On February 4, 1950, the cornerstone for the basilica was laid. It was completed in 1974, a year after Pope Paul VI endowed the church with the title of Minor Basilica. On February 6, 1974, the consecration of the basilica and crowning of the statue of Our Lady of Lanka took place; making it the national basilica and a national shrine of Sri Lanka.

Source:

== Architecture ==

The Basilica of Our Lady of Lanka, designed by Fr. Heras, incorporates Asian architectural elements appreciated by Buddhist and Hindu devotees. The front porch has six pillars representing the dioceses during WWII which were Colombo, Galle, Jaffna, Kandy, Chilaw and Trincomalee; and a cross with a bronze Christ figure by Sri Lankan artist Leila Peiris, set against a circular glass in a spider web design, within a stupa-inspired frame. The statue was made with a resemblance of Christ's face on the shroud of Turin, as per the insistence of the Cardinal.

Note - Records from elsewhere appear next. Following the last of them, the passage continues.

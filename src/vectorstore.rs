//! Vector store queries.

use anyhow::{Context, Result};
use reqwest::StatusCode;

use crate::client::{decode_json, expect_status};
use crate::config::Config;
use crate::models::QueryRequest;
use crate::session::Session;

/// Ranked document and website-page matches, returned as the service sends them.
pub fn query(session: &Session, request: &QueryRequest) -> Result<serde_json::Value> {
    let response = session
        .client
        .put_json(&session.customer_path("/vectorstore/query"), request)?;
    let response = expect_status(response, "PUT", StatusCode::OK)?;
    Ok(decode_json(response)?)
}

/// CLI entry point for `query`.
pub fn run_query(config: &Config, text: &str, k: u32, include_content: bool) -> Result<()> {
    let session = Session::resolve(config)?;
    let request = QueryRequest {
        query: text.to_string(),
        k,
        include_content,
    };
    let results = query(&session, &request).context("there was an issue sending the query")?;
    println!("{}", serde_json::to_string_pretty(&results)?);
    Ok(())
}
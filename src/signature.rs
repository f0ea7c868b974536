//! Content signatures used by the service to deduplicate documents.

use sha2::{Digest, Sha256};

/// Lowercase hex SHA-256 of `bytes`.
pub fn signature(bytes: &[u8]) -> String {
    hex::encode(Sha256::digest(bytes))
}

#[cfg(test)]
mod tests {
    use super::*;

    #[test]
    fn known_digest() {
        assert_eq!(
            signature(b"hello"),
            "2cf24dba5fb0a30e26e83b2ac5b9e29e1b161e5c1fa7425e73043362938b9824"
        );
        assert_eq!(
            signature(b""),
            "e3b0c44298fc1c149afbf4c8996fb92427ae41e4649b934ca495991b7852b855"
        );
    }

    #[test]
    fn deterministic_and_sensitive_to_one_byte() {
        let a = signature(b"quarterly report v1");
        let b = signature(b"quarterly report v1");
        let c = signature(b"quarterly report v2");
        assert_eq!(a, b);
        assert_ne!(a, c);
        assert_eq!(a.len(), 64);
        assert!(a.chars().all(|ch| ch.is_ascii_hexdigit() && !ch.is_ascii_uppercase()));
    }
}
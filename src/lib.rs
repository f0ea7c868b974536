//! # Lunai
//!
//! Command-line client for the Lunai ingestion service.
//!
//! The client authenticates a configured customer, mirrors a local document
//! folder into the service's datastore, asks the service to crawl websites,
//! triggers server-side vectorization, queries the vector store, and manages
//! projects with server-driven idea generation. All heavy lifting happens
//! remotely; this crate shapes requests and keeps the remote tree in sync.
//!
//! ## Architecture
//!
//! ```text
//! ┌──────────────┐   ┌──────────────┐   ┌──────────────┐
//! │ Local folder │──▶│ Walker       │──▶│ RemoteStore  │
//! │  (docstore)  │   │ Upload+Purge │   │ (HTTP/JSON)  │
//! └──────────────┘   └──────────────┘   └──────┬───────┘
//!                                              │
//!                          ┌───────────────────┤
//!                          ▼                   ▼
//!                    ┌───────────┐      ┌────────────┐
//!                    │ Presigned │      │  Lunai API │
//!                    │  storage  │      │  service   │
//!                    └───────────┘      └────────────┘
//! ```
//!
//! ## Quick Start
//!
//! ```bash
//! echo '{"name": "acme"}' > config.json
//! lunai get-customer
//! lunai ingest ./docstore
//! lunai vec-dstore
//! lunai query "deployment checklist" --k 5
//! ```
//!
//! ## Modules
//!
//! | Module | Purpose |
//! |--------|---------|
//! | [`config`] | JSON configuration file |
//! | [`client`] | Blocking HTTP transport |
//! | [`session`] | Customer resolution |
//! | [`remote`] | Document-store seam used by the sync |
//! | [`walker`] | Local tree → remote folders |
//! | [`upload`] | Single-file upload |
//! | [`purge`] | Walk watermark and stale-document purge |
//! | [`ingest`] | Folder sync orchestration, document vectorization |
//! | [`websites`] | Website ingestion and vectorization |
//! | [`vectorstore`] | Vector store queries |
//! | [`project`] | Projects and idea generation |

pub mod client;
pub mod config;
pub mod error;
pub mod ingest;
pub mod mime;
pub mod models;
pub mod progress;
pub mod project;
pub mod purge;
pub mod remote;
pub mod session;
pub mod signature;
pub mod upload;
pub mod vectorstore;
pub mod walker;
pub mod websites;

#[cfg(test)]
mod fake_store;
//! Customer session resolution.
//!
//! A [`Session`] pairs the HTTP client with the customer record the
//! configured name resolves to. It is built once per command and then passed
//! by reference to every operation that needs the customer's identity.

use anyhow::{Context, Result};
use reqwest::StatusCode;
use tracing::info;

use crate::client::{decode_json, expect_status, ApiClient};
use crate::config::Config;
use crate::models::Customer;

#[derive(Debug, Clone)]
pub struct Session {
    pub client: ApiClient,
    pub customer: Customer,
}

impl Session {
    /// Look the configured customer up on the service.
    pub fn resolve(config: &Config) -> Result<Self> {
        let client = ApiClient::new(config)?;
        let customer = fetch_customer(&client, &config.name)
            .with_context(|| format!("error getting the customer '{}'", config.name))?;
        info!(customer = %customer.id, name = %customer.name, "resolved customer");
        Ok(Self { client, customer })
    }

    /// Service path scoped to this customer, e.g. `customer_path("/folders")`.
    pub fn customer_path(&self, suffix: &str) -> String {
        format!("/customers/{}{}", self.customer.id, suffix)
    }
}

pub fn fetch_customer(client: &ApiClient, name: &str) -> Result<Customer> {
    let response = client.get("/tests/customers/get", &[("name", name)])?;
    let response = expect_status(response, "GET", StatusCode::OK)?;
    Ok(decode_json(response)?)
}

/// CLI entry point for `get-customer`.
pub fn run_get_customer(config: &Config) -> Result<()> {
    let session = Session::resolve(config)?;
    println!("{}", serde_json::to_string_pretty(&session.customer)?);
    Ok(())
}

Twin towers with golden bell enclosures reflect Hindu gopuram designs. The cruciform structure features a central dome with a cross of the Eastern Oriental Church, granite walls, and wooden doorways with Indian architraves. Inside, a life-sized statue of Our Lady of Lanka carved by Thedim holds the infant Jesus with a golden rosary. The altar is made of undressed white stone, with railings of various local woods. The Holy of Holies has a replica of the Ark of the Covenant, and an ivory cross hangs above. The cross is a historical 17th Century cross from Puttlam. The crypt houses the Blessed Sacrament Chapel and Cardinal Cooray’s tomb.

The outside of the Basilica has plenty to see as well. These include the four convents, the Museum and Jubilee Hall, the Retreat House, the new and old grottos of Our Lady of Lourdes, the bathing pond and lake, the old church etc. The right end of the basilica gives a panoramic views of Adam's Peak early in the morning. The grotto was made to resemble Lourdes and the Kandyan-style museum contains religious artifacts and Cardinal Cooray's vestments.